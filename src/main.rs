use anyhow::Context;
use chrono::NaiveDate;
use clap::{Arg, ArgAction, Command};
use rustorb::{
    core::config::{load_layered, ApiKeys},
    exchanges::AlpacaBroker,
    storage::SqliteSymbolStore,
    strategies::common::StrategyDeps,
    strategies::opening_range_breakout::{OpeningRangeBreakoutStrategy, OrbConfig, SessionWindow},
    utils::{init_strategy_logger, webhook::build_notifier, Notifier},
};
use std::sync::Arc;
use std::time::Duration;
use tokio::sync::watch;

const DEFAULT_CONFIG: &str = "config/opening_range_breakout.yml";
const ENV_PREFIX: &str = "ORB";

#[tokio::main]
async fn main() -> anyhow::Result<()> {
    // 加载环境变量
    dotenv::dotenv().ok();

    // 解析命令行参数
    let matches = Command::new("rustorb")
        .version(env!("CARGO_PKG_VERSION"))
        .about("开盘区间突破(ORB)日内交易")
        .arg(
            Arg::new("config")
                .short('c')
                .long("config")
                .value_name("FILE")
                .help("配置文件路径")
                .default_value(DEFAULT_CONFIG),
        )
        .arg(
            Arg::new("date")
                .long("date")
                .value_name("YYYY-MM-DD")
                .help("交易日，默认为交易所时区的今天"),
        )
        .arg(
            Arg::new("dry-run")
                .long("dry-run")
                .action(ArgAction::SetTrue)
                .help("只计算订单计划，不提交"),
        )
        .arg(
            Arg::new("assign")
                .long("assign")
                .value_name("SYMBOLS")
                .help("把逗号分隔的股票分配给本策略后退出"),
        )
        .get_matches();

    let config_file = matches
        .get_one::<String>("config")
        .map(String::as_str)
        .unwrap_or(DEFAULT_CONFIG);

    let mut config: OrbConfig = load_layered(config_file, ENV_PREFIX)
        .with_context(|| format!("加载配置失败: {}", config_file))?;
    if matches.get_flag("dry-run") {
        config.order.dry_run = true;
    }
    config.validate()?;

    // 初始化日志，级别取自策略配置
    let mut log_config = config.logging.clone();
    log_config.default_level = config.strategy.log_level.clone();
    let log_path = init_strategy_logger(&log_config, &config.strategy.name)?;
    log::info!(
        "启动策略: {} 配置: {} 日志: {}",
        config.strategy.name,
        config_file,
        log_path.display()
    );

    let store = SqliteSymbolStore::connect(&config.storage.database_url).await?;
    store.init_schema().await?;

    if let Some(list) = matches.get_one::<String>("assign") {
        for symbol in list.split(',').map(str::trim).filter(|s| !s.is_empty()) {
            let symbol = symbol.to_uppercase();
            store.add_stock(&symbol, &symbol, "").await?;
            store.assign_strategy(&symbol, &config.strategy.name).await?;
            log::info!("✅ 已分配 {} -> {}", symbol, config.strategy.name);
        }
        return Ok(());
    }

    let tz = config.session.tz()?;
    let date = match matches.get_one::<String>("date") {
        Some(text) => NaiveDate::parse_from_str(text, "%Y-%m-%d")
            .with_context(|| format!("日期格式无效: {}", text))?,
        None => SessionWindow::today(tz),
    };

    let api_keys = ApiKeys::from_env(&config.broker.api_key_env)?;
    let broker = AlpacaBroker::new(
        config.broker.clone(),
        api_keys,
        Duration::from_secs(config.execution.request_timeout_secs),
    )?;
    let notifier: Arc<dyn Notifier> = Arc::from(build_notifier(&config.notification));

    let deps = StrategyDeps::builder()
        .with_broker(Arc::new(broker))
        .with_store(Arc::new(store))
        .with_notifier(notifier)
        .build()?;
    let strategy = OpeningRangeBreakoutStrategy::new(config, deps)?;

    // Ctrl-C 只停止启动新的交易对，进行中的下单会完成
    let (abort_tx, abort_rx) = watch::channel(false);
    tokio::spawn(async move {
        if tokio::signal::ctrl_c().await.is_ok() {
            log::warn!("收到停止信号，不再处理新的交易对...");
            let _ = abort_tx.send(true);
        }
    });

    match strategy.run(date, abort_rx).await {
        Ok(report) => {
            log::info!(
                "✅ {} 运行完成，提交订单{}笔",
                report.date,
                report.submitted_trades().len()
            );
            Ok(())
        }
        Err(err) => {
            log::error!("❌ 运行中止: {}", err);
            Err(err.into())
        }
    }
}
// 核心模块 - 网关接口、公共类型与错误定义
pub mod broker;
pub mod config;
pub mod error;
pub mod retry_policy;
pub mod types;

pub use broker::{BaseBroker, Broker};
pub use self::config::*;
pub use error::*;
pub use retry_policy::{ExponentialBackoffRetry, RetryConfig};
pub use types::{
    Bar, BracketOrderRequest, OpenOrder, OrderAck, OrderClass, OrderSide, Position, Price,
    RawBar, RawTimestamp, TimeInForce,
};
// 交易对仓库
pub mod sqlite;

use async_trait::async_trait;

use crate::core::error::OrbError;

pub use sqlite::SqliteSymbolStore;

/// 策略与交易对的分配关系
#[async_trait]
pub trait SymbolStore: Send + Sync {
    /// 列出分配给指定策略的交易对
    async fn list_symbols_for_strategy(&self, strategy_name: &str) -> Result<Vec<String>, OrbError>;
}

§

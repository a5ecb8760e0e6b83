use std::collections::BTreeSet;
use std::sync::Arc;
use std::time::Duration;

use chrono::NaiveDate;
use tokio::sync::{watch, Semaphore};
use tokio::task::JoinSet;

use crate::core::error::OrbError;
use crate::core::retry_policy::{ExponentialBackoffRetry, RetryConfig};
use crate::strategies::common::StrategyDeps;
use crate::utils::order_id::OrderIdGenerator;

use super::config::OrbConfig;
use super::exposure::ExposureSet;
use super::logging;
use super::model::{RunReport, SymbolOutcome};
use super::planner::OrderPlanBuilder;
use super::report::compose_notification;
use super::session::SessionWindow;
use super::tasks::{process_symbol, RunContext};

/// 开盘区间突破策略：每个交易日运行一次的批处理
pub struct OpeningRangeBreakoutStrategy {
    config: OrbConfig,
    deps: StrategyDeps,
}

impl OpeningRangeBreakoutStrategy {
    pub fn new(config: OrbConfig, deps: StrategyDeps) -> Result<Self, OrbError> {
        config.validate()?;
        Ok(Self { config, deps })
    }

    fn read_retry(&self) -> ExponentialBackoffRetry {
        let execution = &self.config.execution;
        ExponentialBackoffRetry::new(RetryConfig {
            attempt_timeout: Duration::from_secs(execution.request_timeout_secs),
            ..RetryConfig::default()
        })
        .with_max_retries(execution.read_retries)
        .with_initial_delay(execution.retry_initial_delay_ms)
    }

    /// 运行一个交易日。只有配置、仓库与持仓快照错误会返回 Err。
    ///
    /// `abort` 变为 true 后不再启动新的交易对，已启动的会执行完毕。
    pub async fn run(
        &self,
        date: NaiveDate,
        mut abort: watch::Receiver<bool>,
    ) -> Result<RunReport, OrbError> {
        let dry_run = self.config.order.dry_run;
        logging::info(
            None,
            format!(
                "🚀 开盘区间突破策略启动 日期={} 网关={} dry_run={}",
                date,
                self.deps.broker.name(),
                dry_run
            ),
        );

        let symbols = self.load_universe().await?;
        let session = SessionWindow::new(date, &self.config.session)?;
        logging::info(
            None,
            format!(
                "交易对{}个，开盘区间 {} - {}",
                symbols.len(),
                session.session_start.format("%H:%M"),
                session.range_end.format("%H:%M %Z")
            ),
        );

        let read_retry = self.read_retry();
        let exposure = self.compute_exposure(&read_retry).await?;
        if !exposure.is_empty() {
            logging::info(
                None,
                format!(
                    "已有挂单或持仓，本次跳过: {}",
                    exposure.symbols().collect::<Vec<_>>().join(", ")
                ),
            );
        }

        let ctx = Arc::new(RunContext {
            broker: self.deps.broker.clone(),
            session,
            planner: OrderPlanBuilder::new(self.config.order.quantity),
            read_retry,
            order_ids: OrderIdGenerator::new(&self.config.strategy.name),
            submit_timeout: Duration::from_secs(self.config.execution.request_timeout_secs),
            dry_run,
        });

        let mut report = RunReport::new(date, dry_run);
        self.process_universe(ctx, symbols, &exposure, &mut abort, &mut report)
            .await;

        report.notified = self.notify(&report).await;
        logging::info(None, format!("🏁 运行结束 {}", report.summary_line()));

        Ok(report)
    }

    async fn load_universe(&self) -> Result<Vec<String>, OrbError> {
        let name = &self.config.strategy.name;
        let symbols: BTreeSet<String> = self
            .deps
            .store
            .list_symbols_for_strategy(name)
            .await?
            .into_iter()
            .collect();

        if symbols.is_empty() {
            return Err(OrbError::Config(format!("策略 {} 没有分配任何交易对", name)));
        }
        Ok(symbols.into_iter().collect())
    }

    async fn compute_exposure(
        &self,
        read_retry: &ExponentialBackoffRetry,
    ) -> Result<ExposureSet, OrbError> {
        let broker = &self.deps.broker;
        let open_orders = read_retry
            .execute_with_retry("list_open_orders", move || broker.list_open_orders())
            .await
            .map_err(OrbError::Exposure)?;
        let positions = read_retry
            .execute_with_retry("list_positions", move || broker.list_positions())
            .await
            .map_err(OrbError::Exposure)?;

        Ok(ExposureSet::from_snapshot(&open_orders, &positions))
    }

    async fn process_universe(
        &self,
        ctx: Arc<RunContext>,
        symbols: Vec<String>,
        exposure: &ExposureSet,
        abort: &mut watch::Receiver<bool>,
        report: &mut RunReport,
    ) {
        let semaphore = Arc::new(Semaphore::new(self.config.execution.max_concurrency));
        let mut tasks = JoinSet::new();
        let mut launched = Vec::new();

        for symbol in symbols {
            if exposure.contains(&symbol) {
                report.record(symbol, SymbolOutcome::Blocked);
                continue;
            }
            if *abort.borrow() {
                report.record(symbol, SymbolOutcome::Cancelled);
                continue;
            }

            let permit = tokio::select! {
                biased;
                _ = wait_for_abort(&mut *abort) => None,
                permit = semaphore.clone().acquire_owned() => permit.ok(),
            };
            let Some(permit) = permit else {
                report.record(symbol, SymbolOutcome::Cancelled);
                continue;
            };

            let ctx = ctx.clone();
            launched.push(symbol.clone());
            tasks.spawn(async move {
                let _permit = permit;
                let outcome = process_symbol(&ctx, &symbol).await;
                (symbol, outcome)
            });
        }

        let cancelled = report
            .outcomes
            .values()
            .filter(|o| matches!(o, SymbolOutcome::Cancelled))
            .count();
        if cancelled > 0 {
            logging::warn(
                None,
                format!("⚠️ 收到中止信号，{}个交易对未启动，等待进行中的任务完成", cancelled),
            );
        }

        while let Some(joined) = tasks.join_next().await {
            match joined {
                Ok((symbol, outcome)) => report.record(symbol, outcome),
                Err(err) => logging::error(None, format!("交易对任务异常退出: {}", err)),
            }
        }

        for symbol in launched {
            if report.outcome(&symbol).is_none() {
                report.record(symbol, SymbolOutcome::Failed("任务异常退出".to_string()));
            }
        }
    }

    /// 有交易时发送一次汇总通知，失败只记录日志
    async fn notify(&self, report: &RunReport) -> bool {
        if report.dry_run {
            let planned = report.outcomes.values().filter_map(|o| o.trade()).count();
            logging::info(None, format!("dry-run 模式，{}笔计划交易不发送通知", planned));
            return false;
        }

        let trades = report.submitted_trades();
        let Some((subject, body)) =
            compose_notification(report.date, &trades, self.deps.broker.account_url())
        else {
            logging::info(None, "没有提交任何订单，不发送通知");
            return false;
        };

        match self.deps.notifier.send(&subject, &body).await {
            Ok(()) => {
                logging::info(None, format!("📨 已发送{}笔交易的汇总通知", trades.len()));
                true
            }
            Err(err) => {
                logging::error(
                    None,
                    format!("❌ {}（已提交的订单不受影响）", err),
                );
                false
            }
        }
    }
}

§

*TO DO*: Report how many lines of the listing hold the word "Receiver", with nothing but the number.

*EXERCISE RESPONSE*: 2